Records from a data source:
※

//! Reuse cache for [`Instruction`] records.
//!
//! The pool is an ordinary value: whichever scope creates builders owns one
//! (usually behind an `Arc`) and hands it to [`SequenceBuilder::with_pool`].
//! Acquire and release are safe from any thread.
//!
//! [`SequenceBuilder::with_pool`]: crate::SequenceBuilder::with_pool

use parking_lot::Mutex;

use crate::{config::PoolConfig, instruction::Instruction};

/// LIFO free list of cleared instructions.
///
/// `acquire` never fails; it falls back to a fresh record when the list is empty.
/// Reuse order is not observable because released records hold nothing.
#[derive(Debug)]
pub struct InstructionPool {
    free: Mutex<Vec<Instruction>>,
    max_retained: usize,
}

impl InstructionPool {
    /// An empty pool with default retention.
    pub fn new() -> Self {
        Self::with_config(&PoolConfig::default())
    }

    /// Creates a pool holding at most `config.max_retained` idle records,
    /// pre-filled with `config.prewarm` of them.
    pub fn with_config(config: &PoolConfig) -> Self {
        let prewarm = config.prewarm.min(config.max_retained);
        let free = (0..prewarm).map(|_| Instruction::empty()).collect();
        Self {
            free: Mutex::new(free),
            max_retained: config.max_retained,
        }
    }

    /// A clean record of kind `None`.
    pub fn acquire(&self) -> Instruction {
        self.free.lock().pop().unwrap_or_default()
    }

    /// Clear `instr` and keep it for reuse.
    ///
    /// Records past `max_retained` are dropped instead.
    pub fn release(&self, mut instr: Instruction) {
        instr.clear();
        let mut free = self.free.lock();
        if free.len() < self.max_retained {
            free.push(instr);
        }
    }

    /// Clear and keep every record in `instrs`, up to `max_retained` idle.
    pub fn release_all<I>(&self, instrs: I)
    where
        I: IntoIterator<Item = Instruction>,
    {
        let cleared: Vec<Instruction> = instrs
            .into_iter()
            .map(|mut instr| {
                instr.clear();
                instr
            })
            .collect();
        let mut free = self.free.lock();
        let room = self.max_retained.saturating_sub(free.len());
        free.extend(cleared.into_iter().take(room));
    }

    /// Number of idle records.
    pub fn idle(&self) -> usize {
        self.free.lock().len()
    }
}

impl Default for InstructionPool {
    fn default() -> Self {
        Self::new()
    }
}

#[cfg(test)]
mod tests {
    use super::*;
    use crate::{directive::Directive, instruction::InstructionKind};
    use std::{
        sync::{
            Arc,
            atomic::{AtomicUsize, Ordering},
        },
        thread,
    };

    #[test]
    fn test_release_then_acquire_is_clean() {
        let pool = InstructionPool::new();
        pool.release(Instruction::action(|| {}));
        pool.release(Instruction::suspend(Directive::NextTick));
        assert_eq!(pool.idle(), 2);

        let instr = pool.acquire();
        assert_eq!(instr.kind(), InstructionKind::None);
        assert!(instr.is_clear());
        assert_eq!(pool.idle(), 1);
    }

    #[test]
    fn test_acquire_on_empty_pool_allocates() {
        let pool = InstructionPool::new();
        assert_eq!(pool.idle(), 0);
        assert!(pool.acquire().is_clear());
        assert_eq!(pool.idle(), 0);
    }

    #[test]
    fn test_retention_is_bounded() {
        let pool = InstructionPool::with_config(&PoolConfig {
            max_retained: 2,
            prewarm: 5,
        });
        assert_eq!(pool.idle(), 2);

        pool.release(Instruction::action(|| {}));
        pool.release_all((0..4).map(|_| Instruction::suspend(Directive::NextTick)));
        assert_eq!(pool.idle(), 2);
    }

    struct IdleOnDrop {
        pool: Arc<InstructionPool>,
        seen: Arc<AtomicUsize>,
    }

    impl Drop for IdleOnDrop {
        fn drop(&mut self) {
            self.seen.store(self.pool.idle(), Ordering::SeqCst);
        }
    }

    #[test]
    fn test_release_all_clears_outside_the_lock() {
        let pool = Arc::new(InstructionPool::new());
        pool.release(Instruction::empty());
        let seen = Arc::new(AtomicUsize::new(usize::MAX));
        let guard = IdleOnDrop {
            pool: Arc::clone(&pool),
            seen: Arc::clone(&seen),
        };
        let instr = Instruction::action(move || {
            let _ = &guard;
        });

        pool.release_all([instr, Instruction::suspend(Directive::NextTick)]);
        assert_eq!(seen.load(Ordering::SeqCst), 1);
        assert_eq!(pool.idle(), 3);
        assert_eq!(Arc::strong_count(&pool), 1);
    }

    #[test]
    fn test_concurrent_acquire_release() {
        let pool = Arc::new(InstructionPool::new());
        let workers: Vec<_> = (0..4)
            .map(|_| {
                let pool = Arc::clone(&pool);
                thread::spawn(move || {
                    for _ in 0..250 {
                        let mut instr = pool.acquire();
                        assert!(instr.is_clear());
                        instr = Instruction::suspend(Directive::NextTick);
                        pool.release(instr);
                    }
                })
            })
            .collect();
        for worker in workers {
            worker.join().expect("worker panicked");
        }

        assert!(pool.idle() >= 1 && pool.idle() <= 4);
    }
}
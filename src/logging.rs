//! Diagnostics output.
//!
//! The crate only emits `tracing` events; embedders with their own subscriber
//! need nothing from here. [`init`] installs a plain `fmt` subscriber filtered
//! by the `FLUENT_ROUTINE_LOG` environment variable (`info` when unset), e.g.
//! `FLUENT_ROUTINE_LOG=fluent_routine=trace`.

use std::sync::Once;

use tracing_subscriber::{EnvFilter, fmt};

pub const LOG_ENV: &str = "FLUENT_ROUTINE_LOG";

static INIT: Once = Once::new();

/// Install the global subscriber. Later calls, or an already installed
/// subscriber, are left alone.
pub fn init() {
    INIT.call_once(|| {
        let filter = EnvFilter::try_from_env(LOG_ENV).unwrap_or_else(|_| EnvFilter::new("info"));
        let _ = fmt().with_env_filter(filter).with_target(true).try_init();
    });
}

#[cfg(test)]
mod tests {
    use super::*;

    #[test]
    fn test_init_is_idempotent() {
        init();
        init();
        tracing::info!("logging initialised");
    }
}
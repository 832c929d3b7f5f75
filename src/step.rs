use crate::{
    context::Routine,
    directive::{Directive, Yield},
};

/// Outcome of resuming a routine: suspend again, or finish.
///
/// `Step` is what [`Sans::next`](crate::Sans::next) hands back to the host scheduler.
/// A `Yielded` value tells the host what to wait on before the next resume; a
/// `Complete` value ends the task.
///
/// # Examples
///
/// ```rust
/// use fluent_routine::{Directive, Step, Yield};
///
/// let pause: Step<Yield, ()> = Step::wait(Directive::NextTick);
/// assert!(pause.is_yielded());
///
/// let done: Step<Yield, ()> = Step::Complete(());
/// assert!(done.is_complete());
/// ```
#[derive(Debug, Clone, Copy, PartialEq, Eq, PartialOrd, Ord, Hash)]
pub enum Step<Y, D> {
    /// Suspend with an intermediate value
    Yielded(Y),
    /// Finish with a final value
    Complete(D),
}

impl<Y, D> Step<Y, D> {
    /// Returns `true` if the step is `Yielded`.
    #[inline]
    pub const fn is_yielded(&self) -> bool {
        matches!(self, Step::Yielded(_))
    }

    /// Returns `true` if the step is `Complete`.
    #[inline]
    pub const fn is_complete(&self) -> bool {
        matches!(self, Step::Complete(_))
    }

    /// Converts from `Step<Y, D>` to `Option<D>`, discarding a yielded value.
    #[inline]
    pub fn complete_value(self) -> Option<D> {
        match self {
            Step::Yielded(_) => None,
            Step::Complete(d) => Some(d),
        }
    }

    /// Maps the final value, leaving a suspension untouched.
    ///
    /// ```rust
    /// use fluent_routine::Step;
    ///
    /// let failed: Step<u8, Result<(), &str>> = Step::Complete(Err("boom"));
    /// assert_eq!(failed.map_complete(|r| r.is_ok()), Step::Complete(false));
    /// ```
    #[inline]
    pub fn map_complete<D2, F>(self, f: F) -> Step<Y, D2>
    where
        F: FnOnce(D) -> D2,
    {
        match self {
            Step::Yielded(y) => Step::Yielded(y),
            Step::Complete(d) => Step::Complete(f(d)),
        }
    }

    /// Returns the contained `Yielded` value.
    ///
    /// # Panics
    ///
    /// Panics if the step is `Complete`.
    #[inline]
    pub fn unwrap_yielded(self) -> Y {
        match self {
            Step::Yielded(y) => y,
            Step::Complete(_) => panic!("called `Step::unwrap_yielded()` on a `Complete` value"),
        }
    }

    /// Returns the contained `Complete` value.
    ///
    /// # Panics
    ///
    /// Panics if the step is `Yielded`.
    #[inline]
    pub fn unwrap_complete(self) -> D {
        match self {
            Step::Yielded(_) => panic!("called `Step::unwrap_complete()` on a `Yielded` value"),
            Step::Complete(d) => d,
        }
    }
}

impl<D> Step<Yield, D> {
    /// Suspend until the host reports `directive` satisfied.
    #[inline]
    pub fn wait(directive: Directive) -> Self {
        Step::Yielded(Yield::Wait(directive))
    }

    /// Suspend while the host runs `routine` inline to completion.
    #[inline]
    pub fn run(routine: Routine) -> Self {
        Step::Yielded(Yield::Run(routine))
    }
}

#[cfg(test)]
mod tests {
    use super::*;
    use std::time::Duration;

    #[test]
    fn test_wait_wraps_directive() {
        let step: Step<Yield, ()> = Step::wait(Directive::Seconds(Duration::from_millis(250)));
        match step.unwrap_yielded() {
            Yield::Wait(Directive::Seconds(d)) => assert_eq!(d, Duration::from_millis(250)),
            other => panic!("unexpected yield: {other:?}"),
        }
    }

    #[test]
    fn test_complete_value_and_map() {
        let pending: Step<i32, &str> = Step::Yielded(7);
        let done: Step<i32, &str> = Step::Complete("done");

        assert_eq!(done.complete_value(), Some("done"));
        assert_eq!(done.map_complete(str::len), Step::Complete(4));
        assert_eq!(pending.map_complete(str::len), Step::Yielded(7));
        assert_eq!(pending.complete_value(), None);
    }

    #[test]
    #[should_panic(expected = "called `Step::unwrap_complete()` on a `Yielded` value")]
    fn test_unwrap_complete_panics_on_suspension() {
        let step: Step<Yield, ()> = Step::wait(Directive::NextTick);
        step.unwrap_complete();
    }
}
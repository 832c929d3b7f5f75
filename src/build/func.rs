use crate::{
    Sans,
    directive::{Directive, Tick, Yield},
    error::TaskResult,
    step::Step,
};

pub struct FromFn<F>(F);

impl<A, Y, D, F> Sans<A, Y> for FromFn<F>
where
    F: FnMut(A) -> Step<Y, D>,
{
    type Return = D;
    fn next(&mut self, input: A) -> Step<Y, Self::Return> {
        (self.0)(input)
    }
}

/// Create a routine from a closure called once per resume.
///
/// ```rust
/// use fluent_routine::prelude::*;
///
/// let mut blink = from_fn(|tick: Tick| -> Step<Yield, TaskResult> {
///     if tick.frame < 2 { Step::wait(Directive::NextTick) } else { Step::Complete(Ok(())) }
/// });
/// assert!(blink.next(Tick::default()).is_yielded());
/// assert!(blink.next(Tick { frame: 2, ..Tick::default() }).is_complete());
/// ```
pub fn from_fn<F>(f: F) -> FromFn<F> {
    FromFn(f)
}

/// Yields each directive in turn, then completes successfully.
///
/// Created via [`waits`].
pub struct Waits<I>(I);

/// Create a routine that waits on each directive in order.
///
/// ```rust
/// use std::time::Duration;
/// use fluent_routine::prelude::*;
///
/// let mut pause = waits([Directive::NextTick, Directive::after_seconds(Duration::from_secs(1))]);
/// assert!(pause.next(Tick::default()).is_yielded());
/// assert!(pause.next(Tick::default()).is_yielded());
/// assert!(pause.next(Tick::default()).unwrap_complete().is_ok());
/// ```
pub fn waits<I>(directives: I) -> Waits<I::IntoIter>
where
    I: IntoIterator<Item = Directive>,
{
    Waits(directives.into_iter())
}

impl<I> Sans<Tick, Yield> for Waits<I>
where
    I: Iterator<Item = Directive>,
{
    type Return = TaskResult;
    fn next(&mut self, _tick: Tick) -> Step<Yield, Self::Return> {
        match self.0.next() {
            Some(directive) => Step::wait(directive),
            None => Step::Complete(Ok(())),
        }
    }
}

#[cfg(test)]
mod tests {
    use super::*;
    use crate::error::TaskError;

    #[test]
    fn test_from_fn_sees_every_tick() {
        let mut frames = Vec::new();
        let mut stage = from_fn(|tick: Tick| {
            frames.push(tick.frame);
            if tick.frame == 1 {
                Step::Complete(Err::<(), _>(TaskError::routine("stopped at frame 1")))
            } else {
                Step::wait(Directive::NextTick)
            }
        });

        assert!(stage.next(Tick::default()).is_yielded());
        let done = stage.next(Tick { frame: 1, ..Tick::default() });
        assert!(done.unwrap_complete().is_err());
        drop(stage);
        assert_eq!(frames, vec![0, 1]);
    }

    #[test]
    fn test_waits_empty_completes_at_once() {
        let mut stage = waits(Vec::new());
        assert!(stage.next(Tick::default()).unwrap_complete().is_ok());
    }
}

※

Work order. Among the lines of the data, which ones contain the word "TaskResult"? Show them.

Exercise result.
    error::TaskResult,
/// let mut blink = from_fn(|tick: Tick| -> Step<Yield, TaskResult> {
    type Return = TaskResult;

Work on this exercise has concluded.